//! Client session handling
//!
//! A session reads one command per line, forwards it to the controller and
//! answers with a best-effort acknowledgement. Outbound traffic (acks and
//! telemetry) goes through a bounded queue drained by a writer task, so a slow
//! client never stalls the telemetry fan-out.

use super::command::Command;
use super::context::GatewayContext;
use super::error::{GatewayError, GatewayResult};
use super::registry::{SessionHandle, SessionId};
use super::route::{PlaceOutcome, RouteScope, RouteSelectionSet};
use bytes::BytesMut;
use futures::{SinkExt, StreamExt};
use std::fmt;
use std::net::SocketAddr;
use std::sync::Arc;
use std::time::Duration;
use tokio::io::{AsyncRead, AsyncWrite};
use tokio::sync::mpsc;
use tokio::sync::mpsc::error::TrySendError;
use tokio_util::codec::{Decoder, FramedRead, FramedWrite, LinesCodec, LinesCodecError};
use tokio_util::sync::CancellationToken;
use tracing::{debug, info, warn};
use uuid::Uuid;

/// How long a closing session waits for queued lines to reach the client
const WRITER_DRAIN_TIMEOUT: Duration = Duration::from_secs(2);

/// Session state
#[derive(Debug, Clone, Copy, PartialEq, Eq)]
pub enum SessionState {
    /// Waiting for the next command line
    AwaitingCommand,
    /// Disconnected
    Closed,
}

/// Acknowledgement sent back after a command
#[derive(Debug, Clone, PartialEq, Eq)]
pub enum Reply {
    /// Command forwarded
    Ok,
    /// Command forwarded and the route selection is now complete
    Ready,
    /// Command not forwarded
    Error(String),
}

impl fmt::Display for Reply {
    fn fmt(&self, f: &mut fmt::Formatter<'_>) -> fmt::Result {
        match self {
            Self::Ok => write!(f, "OK"),
            Self::Ready => write!(f, "READY"),
            Self::Error(reason) => write!(f, "ERR {reason}"),
        }
    }
}

/// What the session loop does after a line
#[derive(Debug, Clone, PartialEq, Eq)]
pub enum SessionFlow {
    /// Keep reading, optionally acknowledging
    Continue(Reply),
    /// End the session
    Close,
}

/// One framed line of client input
#[derive(Debug, Clone, PartialEq, Eq)]
enum ClientLine {
    /// A complete line within the length limit
    Text(String),
    /// A line over the limit; its bytes are discarded up to the next newline
    Overlong,
}

/// Line framing that reports over-long lines as items instead of errors
///
/// `FramedRead` ends the stream after a decoder error, so the length limit
/// is reported as an item.
struct ClientLineCodec {
    inner: LinesCodec,
}

impl ClientLineCodec {
    fn new(max_line_length: usize) -> Self {
        Self {
            inner: LinesCodec::new_with_max_length(max_line_length),
        }
    }

    fn map(decoded: Result<Option<String>, LinesCodecError>) -> GatewayResult<Option<ClientLine>> {
        match decoded {
            Ok(line) => Ok(line.map(ClientLine::Text)),
            Err(LinesCodecError::MaxLineLengthExceeded) => Ok(Some(ClientLine::Overlong)),
            Err(LinesCodecError::Io(e)) => Err(GatewayError::ClientIo(e)),
        }
    }
}

impl Decoder for ClientLineCodec {
    type Item = ClientLine;
    type Error = GatewayError;

    fn decode(&mut self, buf: &mut BytesMut) -> GatewayResult<Option<ClientLine>> {
        Self::map(self.inner.decode(buf))
    }

    fn decode_eof(&mut self, buf: &mut BytesMut) -> GatewayResult<Option<ClientLine>> {
        Self::map(self.inner.decode_eof(buf))
    }
}

/// One connected client
pub struct ClientSession {
    id: SessionId,
    peer: SocketAddr,
    state: SessionState,
    context: Arc<GatewayContext>,
    route: RouteSelectionSet,
    outbound: mpsc::Sender<String>,
}

impl ClientSession {
    /// Create a session delivering acknowledgements into `outbound`
    pub fn new(context: Arc<GatewayContext>, peer: SocketAddr, outbound: mpsc::Sender<String>) -> Self {
        Self {
            id: Uuid::new_v4(),
            peer,
            state: SessionState::AwaitingCommand,
            context,
            route: RouteSelectionSet::new(),
            outbound,
        }
    }

    /// Session ID
    pub fn id(&self) -> SessionId {
        self.id
    }

    /// Current state
    pub fn state(&self) -> SessionState {
        self.state
    }

    /// Registry entry for this session
    pub fn handle(&self) -> SessionHandle {
        SessionHandle::new(self.id, self.peer, self.outbound.clone())
    }

    /// Whether the route selection is complete and waiting for a start
    pub fn route_ready(&self) -> bool {
        match self.context.protocol.route_scope {
            RouteScope::Session => self.route.is_ready(),
            RouteScope::Gateway => self.context.shared_route.lock().is_ready(),
        }
    }

    /// Process one client line
    pub async fn handle_line(&mut self, line: &str) -> SessionFlow {
        let command = match Command::parse(line, &self.context.protocol.disconnect_message) {
            Ok(command) => command,
            Err(e) => return SessionFlow::Continue(self.reject(e)),
        };

        if command == Command::Disconnect {
            info!("Session {}: client requested disconnect", self.id);
            return SessionFlow::Close;
        }

        debug!("Session {}: received {}", self.id, command);

        let frames = match self.context.table.translate(&command) {
            Ok(frames) => frames,
            Err(e) => return SessionFlow::Continue(self.reject(e)),
        };

        if let Err(e) = self.context.coordinator.write(frames).await {
            return SessionFlow::Continue(self.reject(e));
        }

        self.context.stats.lock().commands_forwarded += 1;
        SessionFlow::Continue(self.apply(&command))
    }

    fn reject(&self, error: GatewayError) -> Reply {
        {
            let mut stats = self.context.stats.lock();
            match error {
                GatewayError::UnrecognizedCommand(_) => stats.commands_rejected += 1,
                GatewayError::DeviceUnavailable => stats.device_failures += 1,
                _ => {}
            }
        }
        warn!("Session {}: {}", self.id, error);
        Reply::Error(error.client_reason())
    }

    fn with_route<R>(&mut self, f: impl FnOnce(&mut RouteSelectionSet) -> R) -> R {
        match self.context.protocol.route_scope {
            RouteScope::Session => f(&mut self.route),
            RouteScope::Gateway => f(&mut self.context.shared_route.lock()),
        }
    }

    /// Update route state for a command the controller accepted
    fn apply(&mut self, command: &Command) -> Reply {
        let id = self.id;
        match command {
            Command::Clear => {
                self.with_route(RouteSelectionSet::clear);
                info!("Session {}: route cleared", id);
                Reply::Ok
            }
            Command::Place {
                room_bed,
                compartment,
            } => match self.with_route(|route| route.place(*compartment)) {
                PlaceOutcome::Ready => {
                    info!(
                        "Session {}: compartment {} -> {}, route ready to start",
                        id, compartment, room_bed
                    );
                    Reply::Ready
                }
                PlaceOutcome::Added => {
                    info!("Session {}: compartment {} -> {}", id, compartment, room_bed);
                    Reply::Ok
                }
                PlaceOutcome::Duplicate => {
                    debug!("Session {}: compartment {} reassigned to {}", id, compartment, room_bed);
                    Reply::Ok
                }
            },
            Command::Start => {
                if self.route_ready() {
                    info!("Session {}: route started", id);
                } else {
                    warn!("Session {}: route started before all compartments were assigned", id);
                }
                Reply::Ok
            }
            Command::Extra(args) => {
                debug!("Session {}: extra instruction ({:?})", id, args);
                Reply::Ok
            }
            Command::Disconnect => Reply::Ok,
        }
    }

    fn acknowledge(&mut self, reply: Reply) {
        if !self.context.protocol.acknowledge {
            return;
        }
        match self.outbound.try_send(reply.to_string()) {
            Ok(()) => {}
            Err(TrySendError::Full(_)) => {
                debug!("Session {}: outbound queue full, acknowledgement dropped", self.id);
            }
            Err(TrySendError::Closed(_)) => {
                debug!("Session {}: writer gone", self.id);
                self.state = SessionState::Closed;
            }
        }
    }

    /// Serve the client until it disconnects or the gateway shuts down
    ///
    /// `outbound_rx` is the receiving end of this session's queue. The
    /// session unregisters itself before returning.
    pub async fn run<S>(
        mut self,
        stream: S,
        outbound_rx: mpsc::Receiver<String>,
        max_line_length: usize,
        shutdown: CancellationToken,
    ) where
        S: AsyncRead + AsyncWrite + Send + 'static,
    {
        let (reader, writer) = tokio::io::split(stream);
        let mut lines = FramedRead::new(reader, ClientLineCodec::new(max_line_length));
        let mut writer_task = tokio::spawn(forward_outbound(
            FramedWrite::new(writer, LinesCodec::new()),
            outbound_rx,
        ));

        info!("Session {} connected from {}", self.id, self.peer);

        while self.state == SessionState::AwaitingCommand {
            let next = tokio::select! {
                biased;
                () = shutdown.cancelled() => {
                    debug!("Session {}: gateway shutting down", self.id);
                    break;
                }
                next = lines.next() => next,
            };

            match next {
                Some(Ok(ClientLine::Text(line))) => match self.handle_line(&line).await {
                    SessionFlow::Continue(reply) => self.acknowledge(reply),
                    SessionFlow::Close => self.state = SessionState::Closed,
                },
                Some(Ok(ClientLine::Overlong)) => {
                    let reply = self.reject(GatewayError::UnrecognizedCommand(format!(
                        "line longer than {max_line_length} bytes"
                    )));
                    self.acknowledge(reply);
                }
                Some(Err(e)) => {
                    warn!("Session {}: {}", self.id, e);
                    self.state = SessionState::Closed;
                }
                None => {
                    debug!("Session {}: end of stream", self.id);
                    self.state = SessionState::Closed;
                }
            }
        }

        let id = self.id;
        let peer = self.peer;
        self.context.registry.unregister(id);
        // Last sender gone; the writer drains what is queued and exits
        drop(self);

        if tokio::time::timeout(WRITER_DRAIN_TIMEOUT, &mut writer_task)
            .await
            .is_err()
        {
            warn!("Session {}: client not reading, dropping queued output", id);
            writer_task.abort();
        }
        info!("Session {} ({}) closed", id, peer);
    }
}

async fn forward_outbound<W>(mut sink: FramedWrite<W, LinesCodec>, mut outbound_rx: mpsc::Receiver<String>)
where
    W: AsyncWrite + Unpin,
{
    while let Some(line) = outbound_rx.recv().await {
        if let Err(e) = sink.send(line).await {
            debug!("Outbound write failed: {}", e);
            break;
        }
    }
}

_TASK REQUIREMENTS_
Among the entries above, find every line holding "after" and copy it.

_SOLVED PROBLEM_
/// Acknowledgement sent back after a command
/// What the session loop does after a line
/// `FramedRead` ends the stream after a decoder error, so the length limit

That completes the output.